I am looking forward to February. Wish it was a longer month. I have a lot of plans for February...The past, present and the future....what a wonderful story..............................DIANE
Monday, January 25, 2010
Seasons
We are suppose to take a lesson from nature. Always changing, growing, surviving the storm that life gives us. Learning to bend a little in the wind, not break. Shovel a little when it gets too deep and cry a little when it gets too dry. Life is a lot like nature. It never gives you more that you can bear and always renews its self even changed and stronger. Hope in the new dawn. Strength in the new night and Peace in the new day.....................DIANE
Friday, January 15, 2010
Pearls of Wisdom
Wednesday, January 6, 2010
A DOZEN ROSES
I don't believe in making New Year Resolutions. I always have things in my head that I would like to change or make time for.
I was Skyping with my Brother last night.

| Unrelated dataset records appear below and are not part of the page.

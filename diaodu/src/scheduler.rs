//! 调度器。给正在下载的 peer 挑选父节点和候补，
//! 反复挑不到时按策略退到回源或者宣告失败。

pub mod evaluator;

use std::cmp::Ordering;
use std::collections::HashSet;
use std::sync::Arc;

use diaodu_util::sync::MutexExt;
use tokio::time::sleep;
use tokio_util::sync::CancellationToken;
use tracing::{debug, info, warn};

use crate::config::Config;
use crate::protocol::{Code, DestPeer, PeerPacket};
use crate::resource::Registries;
use crate::resource::peer::{Peer, PeerEvent, PeerState};
use crate::resource::task::{Task, TaskEvent, TaskState};
use crate::scheduler::evaluator::Evaluator;

/// 推给客户端的并发下载数
const PARALLEL_COUNT: u32 = 4;

pub struct Scheduler {
    config: Config,

    registries: Arc<Registries>,

    evaluator: Arc<dyn Evaluator>,
}

impl Scheduler {
    pub fn new(config: Config, registries: Arc<Registries>) -> Self {
        let evaluator = evaluator::new_evaluator(config.algorithm(), registries.clone());
        Self {
            config,
            registries,
            evaluator,
        }
    }

    /// 调度主入口。最多重试 retry_limit 次；重试到 retry_back_to_source_limit
    /// 或最近的种子 peer 已经失败时，允许的话让 peer 回源
    pub async fn schedule_parent(
        &self,
        cancel: &CancellationToken,
        peer: &Arc<Peer>,
        blocklist: HashSet<String>,
    ) {
        let mut n: u32 = 0;
        loop {
            if cancel.is_cancelled() {
                return;
            }
            let Some(task) = self.registries.tasks().get(peer.task_id()) else {
                warn!("peer {} 的任务已不存在，停止调度", peer.id());
                return;
            };

            // 调度次数到了回源线，或者最近一次做种的种子 peer 已经失败，
            // 且任务回源名额还有富余，就让 peer 回源
            let seed_failed = task
                .seed_peer_id()
                .and_then(|id| self.registries.peers().get(&id))
                .map(|seed| seed.is(PeerState::Failed))
                .unwrap_or(false);
            if (n >= self.config.retry_back_to_source_limit() || seed_failed)
                && task.can_back_to_source()
            {
                info!("peer {} 调度 {n} 次后转为回源", peer.id());
                self.notify_back_to_source(&task, peer).await;
                return;
            }

            if n >= self.config.retry_limit() {
                info!("peer {} 调度超过 {} 次上限，通知失败", peer.id(), n);
                if let Err(e) = peer
                    .send_packet(PeerPacket::with_code(
                        task.id(),
                        peer.id(),
                        Code::SchedTaskStatusError,
                    ))
                    .await
                {
                    warn!("通知 peer {} 调度失败出错: {}", peer.id(), e);
                }
                return;
            }

            let (_, ok) = self.notify_and_find_parent(peer, &blocklist).await;
            if ok {
                return;
            }
            n += 1;
            debug!("peer {} 第 {n} 次调度失败", peer.id());

            tokio::select! {
                _ = cancel.cancelled() => return,
                _ = sleep(self.config.retry_interval()) => {}
            }
        }
    }

    /// 通知 peer 回源并完成相应迁移
    pub(crate) async fn notify_back_to_source(&self, task: &Arc<Task>, peer: &Arc<Peer>) {
        if let Err(e) = peer
            .send_packet(PeerPacket::with_code(
                task.id(),
                peer.id(),
                Code::SchedNeedBackSource,
            ))
            .await
        {
            warn!("通知 peer {} 回源出错: {}", peer.id(), e);
            return;
        }
        info!("peer {} 转为回源下载", peer.id());

        if let Err(e) = self
            .registries
            .peer_transit(peer, PeerEvent::DownloadFromBackToSource)
        {
            warn!("peer {} 回源迁移被拒: {}", peer.id(), e);
            return;
        }

        // 任务已经失败的话，由回源 peer 重新拉起
        if task.is(TaskState::Failed) {
            if let Err(e) = task.transit(TaskEvent::Download) {
                warn!("task {} 重新拉起失败: {}", task.id(), e);
            }
        }
    }

    /// 单次调度：筛选、评分、换父、推包。
    /// 返回 (选中的父节点 + 候补列表, 是否成功)
    pub async fn notify_and_find_parent(
        &self,
        peer: &Arc<Peer>,
        blocklist: &HashSet<String>,
    ) -> (Vec<Arc<Peer>>, bool) {
        // 只有 Running 状态需要调度，BackToSource 等状态都已经有了去处
        if !peer.is(PeerState::Running) {
            debug!("peer {} 状态是 {:?}，不调度", peer.id(), peer.state());
            return (Vec::new(), false);
        }
        let Some(task) = self.registries.tasks().get(peer.task_id()) else {
            return (Vec::new(), false);
        };

        let parents = self.sorted_candidates(peer, &task, blocklist);
        if parents.is_empty() {
            debug!("peer {} 找不到候选父节点", peer.id());
            return (Vec::new(), false);
        }

        if let Err(e) = self.registries.replace_parent(peer, &parents[0]) {
            warn!("peer {} 挂到 {} 下失败: {}", peer.id(), parents[0].id(), e);
            return (Vec::new(), false);
        }

        let packet = self.success_packet(peer, &parents[0], &parents[1..]);
        if let Err(e) = peer.send_packet(packet).await {
            warn!("给 peer {} 推调度包失败: {}", peer.id(), e);
            return (Vec::new(), false);
        }

        info!("peer {} 调度到父节点 {}", peer.id(), parents[0].id());
        (parents, true)
    }

    /// 单次筛选评分，不通知、不改图。给 GC 和管理面用
    pub fn find_parent(
        &self,
        peer: &Arc<Peer>,
        blocklist: &HashSet<String>,
    ) -> Option<Arc<Peer>> {
        let task = self.registries.tasks().get(peer.task_id())?;
        self.sorted_candidates(peer, &task, blocklist).into_iter().next()
    }

    /// 筛掉不合格候选后按评分降序
    fn sorted_candidates(
        &self,
        peer: &Arc<Peer>,
        task: &Arc<Task>,
        blocklist: &HashSet<String>,
    ) -> Vec<Arc<Peer>> {
        let candidates = self.filter_parents(peer, task, blocklist);
        if candidates.is_empty() {
            return candidates;
        }

        let total = task.total_piece_count();
        let mut scored: Vec<(f64, Arc<Peer>)> = candidates
            .into_iter()
            .map(|candidate| (self.evaluator.evaluate(&candidate, peer, total), candidate))
            .collect();
        scored.sort_by(|a, b| b.0.partial_cmp(&a.0).unwrap_or(Ordering::Equal));
        scored.into_iter().map(|(_, candidate)| candidate).collect()
    }

    fn filter_parents(
        &self,
        peer: &Arc<Peer>,
        task: &Arc<Task>,
        blocklist: &HashSet<String>,
    ) -> Vec<Arc<Peer>> {
        let filter_limit = self.config.filter_parent_count();
        let depth_limit = self.config.depth_limit();

        let ids: Vec<String> = task.peers().iter().map(|id| id.clone()).collect();
        let dag = task.dag().lock_pe();

        let mut candidates = Vec::new();
        for id in ids {
            if candidates.len() >= filter_limit {
                break;
            }
            if id == peer.id() || blocklist.contains(&id) || peer.block_peers().contains(&id) {
                continue;
            }
            let Some(candidate) = self.registries.peers().get(&id) else {
                continue;
            };
            if self.evaluator.is_bad_node(&candidate) {
                debug!("候选 {id} 是坏节点，跳过");
                continue;
            }
            // 深度已经到顶的节点不能再往下挂
            if dag.depth(&id) >= depth_limit {
                continue;
            }
            // 已经在 peer 子树里，或者在 peer 的祖先链上，挂上去都会出问题
            if dag.is_descendant(&id, peer.id()) || dag.is_ancestor(&id, peer.id()) {
                continue;
            }
            let free_slots = self
                .registries
                .hosts()
                .get(candidate.host_id())
                .map(|host| host.free_upload_slots())
                .unwrap_or(0);
            if free_slots == 0 {
                continue;
            }
            candidates.push(candidate);
        }
        candidates
    }

    /// 组装调度成功的包：主父节点 + 候补
    pub fn success_packet(
        &self,
        peer: &Arc<Peer>,
        parent: &Arc<Peer>,
        candidates: &[Arc<Peer>],
    ) -> PeerPacket {
        PeerPacket {
            task_id: peer.task_id().to_string(),
            src_pid: peer.id().to_string(),
            parallel_count: PARALLEL_COUNT,
            main_peer: self.dest_peer(parent),
            steal_peers: candidates.iter().filter_map(|c| self.dest_peer(c)).collect(),
            code: Code::Success,
        }
    }

    fn dest_peer(&self, peer: &Arc<Peer>) -> Option<DestPeer> {
        let host = self.registries.hosts().get(peer.host_id())?;
        let endpoint = host.endpoint();
        Some(DestPeer {
            ip: endpoint.ip,
            rpc_port: endpoint.rpc_port,
            peer_id: peer.id().to_string(),
        })
    }
}

#[cfg(test)]
mod tests {
    use tokio::sync::mpsc;

    use super::*;
    use crate::protocol::{HostInfo, HostType, UrlMeta};

    fn setup() -> (Arc<Registries>, Scheduler) {
        let config = Config::new();
        let registries = Arc::new(Registries::new(config.clone()));
        let scheduler = Scheduler::new(config, registries.clone());
        (registries, scheduler)
    }

    fn add_host(r: &Registries, id: &str, host_type: HostType) {
        r.hosts().upsert(&HostInfo {
            id: id.to_string(),
            ip: "127.0.0.1".to_string(),
            rpc_port: 8001,
            host_type,
            ..Default::default()
        });
    }

    /// 建一个 Running 状态、绑定了上报流的 peer
    fn add_running_peer(
        r: &Registries,
        peer_id: &str,
        host_id: &str,
    ) -> (Arc<Peer>, mpsc::Receiver<PeerPacket>) {
        add_host(r, host_id, HostType::Client);
        let (task, _) = r.tasks().get_or_insert("t1", "http://x/1", &UrlMeta::default(), 3);
        let (peer, _) = r.peers().get_or_insert(Peer::new(peer_id, "t1", host_id));
        task.add_peer(peer_id);
        r.hosts().add_peer(host_id, peer_id).unwrap();
        peer.transit(PeerEvent::RegisterNormal).unwrap();
        peer.transit(PeerEvent::Download).unwrap();
        let (tx, rx) = mpsc::channel(8);
        peer.register_stream(tx);
        (peer, rx)
    }

    #[tokio::test]
    async fn test_notify_and_find_parent() {
        let (r, scheduler) = setup();
        let (p1, _rx1) = add_running_peer(&r, "p1", "h1");
        let (p2, mut rx2) = add_running_peer(&r, "p2", "h2");

        let (parents, ok) = scheduler.notify_and_find_parent(&p2, &HashSet::new()).await;
        assert!(ok);
        assert_eq!(parents[0].id(), "p1");
        assert_eq!(r.parent_of(&p2).unwrap().id(), "p1");

        let packet = rx2.recv().await.unwrap();
        assert_eq!(packet.code, Code::Success);
        assert_eq!(packet.main_peer.unwrap().peer_id, "p1");
        drop(p1);
    }

    #[tokio::test]
    async fn test_not_running_peer_rejected() {
        let (r, scheduler) = setup();
        let (_p1, _rx1) = add_running_peer(&r, "p1", "h1");

        add_host(&r, "h2", HostType::Client);
        let (task, _) = r.tasks().get_or_insert("t1", "http://x/1", &UrlMeta::default(), 3);
        let (pending, _) = r.peers().get_or_insert(Peer::new("p2", "t1", "h2"));
        task.add_peer("p2");

        let (_, ok) = scheduler.notify_and_find_parent(&pending, &HashSet::new()).await;
        assert!(!ok);
    }

    #[tokio::test]
    async fn test_descendant_not_selected() {
        let (r, scheduler) = setup();
        let (p1, _rx1) = add_running_peer(&r, "p1", "h1");
        let (p2, _rx2) = add_running_peer(&r, "p2", "h2");
        let (p3, _rx3) = add_running_peer(&r, "p3", "h3");

        // 链 p1 -> p2 -> p3
        r.replace_parent(&p2, &p1).unwrap();
        r.replace_parent(&p3, &p2).unwrap();

        // p1 调度时唯一的候选是自己的后代，必须一个都选不出来
        let (_, ok) = scheduler.notify_and_find_parent(&p1, &HashSet::new()).await;
        assert!(!ok);
        assert!(r.parent_of(&p1).is_none());
        drop(p3);
    }

    #[tokio::test]
    async fn test_blocklist_respected() {
        let (r, scheduler) = setup();
        let (_p1, _rx1) = add_running_peer(&r, "p1", "h1");
        let (p2, _rx2) = add_running_peer(&r, "p2", "h2");

        let blocklist: HashSet<String> = ["p1".to_string()].into();
        let (_, ok) = scheduler.notify_and_find_parent(&p2, &blocklist).await;
        assert!(!ok);
    }

    #[tokio::test]
    async fn test_depth_limit_respected() {
        let config = Config::new().set_depth_limit(2);
        let registries = Arc::new(Registries::new(config.clone()));
        let scheduler = Scheduler::new(config, registries.clone());

        let (p1, _rx1) = add_running_peer(&registries, "p1", "h1");
        let (p2, _rx2) = add_running_peer(&registries, "p2", "h2");
        let (p3, _rx3) = add_running_peer(&registries, "p3", "h3");
        registries.replace_parent(&p2, &p1).unwrap();

        // p2 深度已到上限 2，p3 只能挂 p1
        let blocklist: HashSet<String> = ["p1".to_string()].into();
        let (_, ok) = scheduler.notify_and_find_parent(&p3, &blocklist).await;
        assert!(!ok);

        let (parents, ok) = scheduler.notify_and_find_parent(&p3, &HashSet::new()).await;
        assert!(ok);
        assert_eq!(parents[0].id(), "p1");
    }

    #[tokio::test]
    async fn test_find_parent_no_side_effect() {
        let (r, scheduler) = setup();
        let (_p1, _rx1) = add_running_peer(&r, "p1", "h1");
        let (p2, _rx2) = add_running_peer(&r, "p2", "h2");

        let best = scheduler.find_parent(&p2, &HashSet::new()).unwrap();
        assert_eq!(best.id(), "p1");
        // 不通知也不改图
        assert!(r.parent_of(&p2).is_none());
    }
}
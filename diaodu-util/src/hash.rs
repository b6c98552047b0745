use sha2::{Digest, Sha256};

/// SHA256 字符编码后的长度
pub const SHA256_ENCODED_LEN: usize = 64;

/// 计算 sha256 摘要并编码为小写十六进制
pub fn sha256_hex(data: &str) -> String {
    let digest = Sha256::digest(data.as_bytes());
    let mut out = String::with_capacity(SHA256_ENCODED_LEN);
    for byte in digest {
        out.push_str(&format!("{byte:02x}"));
    }
    out
}

/// 检查 task id 是否有效
pub fn check_task_id(id: &str) -> bool {
    id.len() == SHA256_ENCODED_LEN && id.chars().all(|c| c.is_ascii_hexdigit())
}

#[cfg(test)]
mod tests {
    use super::*;

    #[test]
    fn test_sha256_hex() {
        // echo -n "abc" | sha256sum
        assert_eq!(
            sha256_hex("abc"),
            "ba7816bf8f01cfea414140de5dae2223b00361a396177a9cb410ff61f20015ad"
        );
    }

    #[test]
    fn test_check_task_id() {
        assert!(check_task_id(&sha256_hex("x")));
        assert!(!check_task_id("abc"));
        assert!(!check_task_id(&"g".repeat(SHA256_ENCODED_LEN)));
    }
}
//! Time-related utilities with clock abstraction for testability.

use chrono::{DateTime, SecondsFormat, Utc};

/// Clock trait for dependency injection and testing
pub trait Clock: Send + Sync {
    /// Get current Unix timestamp in UTC (milliseconds)
    fn now_millis(&self) -> i64;
}

/// System clock implementation (uses actual system time)
#[derive(Debug, Clone, Copy, Default)]
pub struct SystemClock;

impl Clock for SystemClock {
    fn now_millis(&self) -> i64 {
        get_utc_timestamp()
    }
}

/// Fixed clock implementation for testing (returns a fixed time)
#[derive(Debug, Clone, Copy)]
pub struct FixedClock {
    fixed_time: i64,
}

impl FixedClock {
    /// Create a new fixed clock with the given timestamp
    pub fn new(fixed_time_millis: i64) -> Self {
        Self {
            fixed_time: fixed_time_millis,
        }
    }
}

impl Clock for FixedClock {
    fn now_millis(&self) -> i64 {
        self.fixed_time
    }
}

/// Get current Unix timestamp in UTC (milliseconds)
pub fn get_utc_timestamp() -> i64 {
    Utc::now().timestamp_millis()
}

/// Convert Unix timestamp (milliseconds) to RFC 3339 format.
///
/// Out-of-range timestamps are rendered as the raw millisecond value.
pub fn timestamp_to_rfc3339(timestamp_millis: i64) -> String {
    match DateTime::<Utc>::from_timestamp_millis(timestamp_millis) {
        Some(dt) => dt.to_rfc3339_opts(SecondsFormat::Millis, true),
        None => timestamp_millis.to_string(),
    }
}
//! Server configuration.

use std::time::Duration;

use crate::domain::Secret;

pub const DEFAULT_HOST: &str = "0.0.0.0";
pub const DEFAULT_PORT: u16 = 3333;
/// Upper bound for the whole secret/nickname exchange
pub const DEFAULT_HANDSHAKE_TIMEOUT: Duration = Duration::from_secs(30);

/// Everything the server needs to start.
#[derive(Debug, Clone)]
pub struct ServerConfig {
    pub host: String,
    pub port: u16,
    pub secret: Secret,
    pub handshake_timeout: Duration,
}

impl ServerConfig {
    pub fn new(host: impl Into<String>, port: u16, secret: Secret) -> Self {
        Self {
            host: host.into(),
            port,
            secret,
            handshake_timeout: DEFAULT_HANDSHAKE_TIMEOUT,
        }
    }

    pub fn with_handshake_timeout(mut self, timeout: Duration) -> Self {
        self.handshake_timeout = timeout;
        self
    }

    /// `host:port`, bracketing IPv6 hosts.
    pub fn bind_addr(&self) -> String {
        if self.host.contains(':') && !self.host.starts_with('[') {
            format!("[{}]:{}", self.host, self.port)
        } else {
            format!("{}:{}", self.host, self.port)
        }
    }
}
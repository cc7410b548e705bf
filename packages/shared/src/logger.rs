//! Logging setup utilities for the linechat binaries.

use tracing_subscriber::{layer::SubscriberExt, util::SubscriberInitExt};

/// Initialize the tracing subscriber with the specified default log level.
///
/// Sets up logging for the linechat library crates and for the binary itself.
/// The log level can be overridden using the `RUST_LOG` environment variable.
///
/// # Arguments
///
/// * `binary_name` - The name of the binary (e.g., "linechat-server")
/// * `default_log_level` - The default log level (e.g., "debug", "info", "warn", "error")
///
/// # Examples
///
/// ```no_run
/// use linechat_shared::logger::setup_logger;
///
/// setup_logger("linechat-server", "info");
/// ```
pub fn setup_logger(binary_name: &str, default_log_level: &str) {
    tracing_subscriber::registry()
        .with(
            tracing_subscriber::EnvFilter::try_from_default_env()
                .unwrap_or_else(|_| default_filter(binary_name, default_log_level).into()),
        )
        .with(tracing_subscriber::fmt::layer())
        .init();
}

fn default_filter(binary_name: &str, default_log_level: &str) -> String {
    let binary_target = binary_name.replace('-', "_");
    ["linechat_shared", "linechat_server", "linechat_client"]
        .into_iter()
        .chain(std::iter::once(binary_target.as_str()))
        .map(|target| format!("{}={}", target, default_log_level))
        .collect::<Vec<_>>()
        .join(",")
}

#[cfg(test)]
mod tests {
    use super::*;

    #[test]
    fn test_default_filter_covers_crates_and_binary() {
        // テスト項目: デフォルトフィルタがライブラリとバイナリの両方を含む
        // given (前提条件):
        let binary_name = "linechat-server";

        // when (操作):
        let filter = default_filter(binary_name, "debug");

        // then (期待する結果):
        assert!(filter.contains("linechat_server=debug"));
        assert!(filter.contains("linechat_shared=debug"));
        assert!(!filter.contains('-'));
    }
}
//! Interactive terminal client for the linechat relay server.

pub mod error;
pub mod session;
pub mod ui;

pub use error::ClientError;
pub use session::{run_client, server_addr};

It was so fun and this morning I feel like a kid with a new toy. Now all I need to keep up with the youngsters is an account for TWEET AND TWITTER. I have my Facebook, Etsy,Ebay, Flicker, Blog and Art Site......and YouTube......OMG I don't spend too much time on the Computer...do I??? It's no wonder I haven't had time for Art lately. I have made several beaded necklaces that I need to finish and photograph and post. I have a lot of things to up load to Etsy if I get the time. I am seriously thinking of "Sell, Sell, Sell this year. Maybe some of the collectibles that I have. May check out Ebay. I have bought stuff there for years but never sold. I was wondering if it was any faster to up load and list than resizing everything for Etsy. Any HELP from my fellow bloggers would be appreciated.
Oh ya I bought a painting from Suzan Buckner. My first from her. Can't wait to get it and see it in person. I just love her art and my goodness she is productive. I will ask her if I can share what I bought with you.